**Directions for this task:** Lines holding the string "const" are the ones to copy from this listing.

**Working data:**
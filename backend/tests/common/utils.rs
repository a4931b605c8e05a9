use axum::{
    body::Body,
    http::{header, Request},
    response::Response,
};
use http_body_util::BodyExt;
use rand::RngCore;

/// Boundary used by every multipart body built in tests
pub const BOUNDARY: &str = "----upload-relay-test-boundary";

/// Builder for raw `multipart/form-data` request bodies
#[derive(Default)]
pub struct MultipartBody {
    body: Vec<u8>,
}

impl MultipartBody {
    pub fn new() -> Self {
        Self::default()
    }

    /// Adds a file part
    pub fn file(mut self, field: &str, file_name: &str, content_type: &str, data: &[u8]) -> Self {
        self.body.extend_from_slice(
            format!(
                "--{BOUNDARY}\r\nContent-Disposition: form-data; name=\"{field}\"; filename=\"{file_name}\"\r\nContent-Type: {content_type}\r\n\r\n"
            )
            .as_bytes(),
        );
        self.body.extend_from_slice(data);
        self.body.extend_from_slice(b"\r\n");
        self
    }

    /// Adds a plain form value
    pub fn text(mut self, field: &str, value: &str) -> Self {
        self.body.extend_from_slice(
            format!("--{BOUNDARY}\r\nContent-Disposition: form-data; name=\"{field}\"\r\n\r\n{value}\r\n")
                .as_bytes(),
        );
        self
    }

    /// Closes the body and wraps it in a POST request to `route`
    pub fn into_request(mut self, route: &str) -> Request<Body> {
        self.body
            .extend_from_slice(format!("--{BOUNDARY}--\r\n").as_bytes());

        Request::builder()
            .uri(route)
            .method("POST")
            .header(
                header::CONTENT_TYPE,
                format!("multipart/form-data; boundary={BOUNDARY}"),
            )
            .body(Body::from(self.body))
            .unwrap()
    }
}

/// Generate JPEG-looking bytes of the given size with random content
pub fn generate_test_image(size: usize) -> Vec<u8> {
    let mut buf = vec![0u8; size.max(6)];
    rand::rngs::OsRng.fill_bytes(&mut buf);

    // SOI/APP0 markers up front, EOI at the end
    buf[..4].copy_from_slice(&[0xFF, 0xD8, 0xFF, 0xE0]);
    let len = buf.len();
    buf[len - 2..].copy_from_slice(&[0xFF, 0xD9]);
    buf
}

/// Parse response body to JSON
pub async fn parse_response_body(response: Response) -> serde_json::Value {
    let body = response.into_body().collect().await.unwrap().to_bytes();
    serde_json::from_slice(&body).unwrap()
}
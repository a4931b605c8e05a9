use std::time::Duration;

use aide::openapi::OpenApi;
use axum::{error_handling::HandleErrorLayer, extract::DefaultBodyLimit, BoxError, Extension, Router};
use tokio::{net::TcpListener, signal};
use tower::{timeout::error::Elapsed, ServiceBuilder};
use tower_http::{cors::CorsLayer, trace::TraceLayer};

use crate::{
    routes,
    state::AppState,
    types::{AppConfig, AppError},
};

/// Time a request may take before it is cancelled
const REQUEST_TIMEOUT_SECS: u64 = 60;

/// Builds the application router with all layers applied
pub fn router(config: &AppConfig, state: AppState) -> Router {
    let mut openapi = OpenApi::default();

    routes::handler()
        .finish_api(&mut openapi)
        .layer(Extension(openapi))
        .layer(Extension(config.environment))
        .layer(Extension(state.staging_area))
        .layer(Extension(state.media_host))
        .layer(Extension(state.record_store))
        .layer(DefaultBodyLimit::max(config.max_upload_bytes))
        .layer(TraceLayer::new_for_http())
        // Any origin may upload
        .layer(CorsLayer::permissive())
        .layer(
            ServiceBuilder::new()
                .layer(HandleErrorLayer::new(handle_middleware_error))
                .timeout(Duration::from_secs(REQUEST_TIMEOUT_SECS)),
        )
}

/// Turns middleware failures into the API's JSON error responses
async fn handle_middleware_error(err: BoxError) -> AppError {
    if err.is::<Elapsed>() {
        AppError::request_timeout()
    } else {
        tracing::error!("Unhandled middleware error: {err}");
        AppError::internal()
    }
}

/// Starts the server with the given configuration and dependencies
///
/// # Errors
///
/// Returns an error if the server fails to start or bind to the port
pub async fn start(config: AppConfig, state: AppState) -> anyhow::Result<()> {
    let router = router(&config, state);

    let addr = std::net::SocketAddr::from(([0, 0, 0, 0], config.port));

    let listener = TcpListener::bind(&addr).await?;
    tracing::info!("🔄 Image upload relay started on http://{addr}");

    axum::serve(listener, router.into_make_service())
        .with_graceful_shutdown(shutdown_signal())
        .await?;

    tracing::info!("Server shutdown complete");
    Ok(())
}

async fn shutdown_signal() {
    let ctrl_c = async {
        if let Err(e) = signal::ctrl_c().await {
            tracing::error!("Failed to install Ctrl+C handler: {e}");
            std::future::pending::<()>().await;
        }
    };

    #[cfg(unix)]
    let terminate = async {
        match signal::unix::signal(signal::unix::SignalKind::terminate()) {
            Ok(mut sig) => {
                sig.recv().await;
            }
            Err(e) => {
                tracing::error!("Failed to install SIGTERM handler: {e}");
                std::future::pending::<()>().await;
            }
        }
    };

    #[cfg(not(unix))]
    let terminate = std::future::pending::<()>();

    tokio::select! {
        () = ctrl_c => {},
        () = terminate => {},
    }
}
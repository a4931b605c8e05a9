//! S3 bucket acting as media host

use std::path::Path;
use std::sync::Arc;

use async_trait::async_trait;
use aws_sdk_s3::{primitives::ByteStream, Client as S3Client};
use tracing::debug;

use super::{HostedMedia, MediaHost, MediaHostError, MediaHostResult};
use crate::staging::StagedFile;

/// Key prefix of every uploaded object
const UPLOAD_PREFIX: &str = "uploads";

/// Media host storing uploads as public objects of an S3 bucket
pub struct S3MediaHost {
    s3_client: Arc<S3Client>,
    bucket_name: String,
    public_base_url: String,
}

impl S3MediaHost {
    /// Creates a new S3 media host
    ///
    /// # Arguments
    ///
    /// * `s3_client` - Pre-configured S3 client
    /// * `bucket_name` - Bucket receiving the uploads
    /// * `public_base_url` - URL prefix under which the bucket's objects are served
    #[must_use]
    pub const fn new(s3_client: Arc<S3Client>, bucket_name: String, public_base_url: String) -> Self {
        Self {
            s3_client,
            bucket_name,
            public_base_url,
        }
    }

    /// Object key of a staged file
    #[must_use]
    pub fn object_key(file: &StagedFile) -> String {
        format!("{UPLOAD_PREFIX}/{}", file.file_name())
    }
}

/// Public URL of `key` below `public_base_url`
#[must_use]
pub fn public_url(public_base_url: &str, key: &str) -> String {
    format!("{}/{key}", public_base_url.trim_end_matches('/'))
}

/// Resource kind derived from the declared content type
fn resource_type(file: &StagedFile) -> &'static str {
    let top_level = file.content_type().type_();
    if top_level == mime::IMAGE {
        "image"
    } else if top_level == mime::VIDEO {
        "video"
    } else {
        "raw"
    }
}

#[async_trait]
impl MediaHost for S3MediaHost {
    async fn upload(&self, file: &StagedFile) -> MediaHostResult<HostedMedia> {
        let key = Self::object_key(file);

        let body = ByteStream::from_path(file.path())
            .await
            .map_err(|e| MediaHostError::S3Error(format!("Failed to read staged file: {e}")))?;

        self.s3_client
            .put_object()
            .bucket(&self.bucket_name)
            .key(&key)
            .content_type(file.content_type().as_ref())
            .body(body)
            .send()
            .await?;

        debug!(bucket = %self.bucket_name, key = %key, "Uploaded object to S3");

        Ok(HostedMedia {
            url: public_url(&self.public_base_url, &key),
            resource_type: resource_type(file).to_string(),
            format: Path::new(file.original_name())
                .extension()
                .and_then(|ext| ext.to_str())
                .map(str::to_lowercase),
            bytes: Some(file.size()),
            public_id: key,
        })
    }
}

**Task result:**
pub const BOUNDARY: &str = "----upload-relay-test-boundary";
const REQUEST_TIMEOUT_SECS: u64 = 60;
const UPLOAD_PREFIX: &str = "uploads";
    pub const fn new(s3_client: Arc<S3Client>, bucket_name: String, public_base_url: String) -> Self {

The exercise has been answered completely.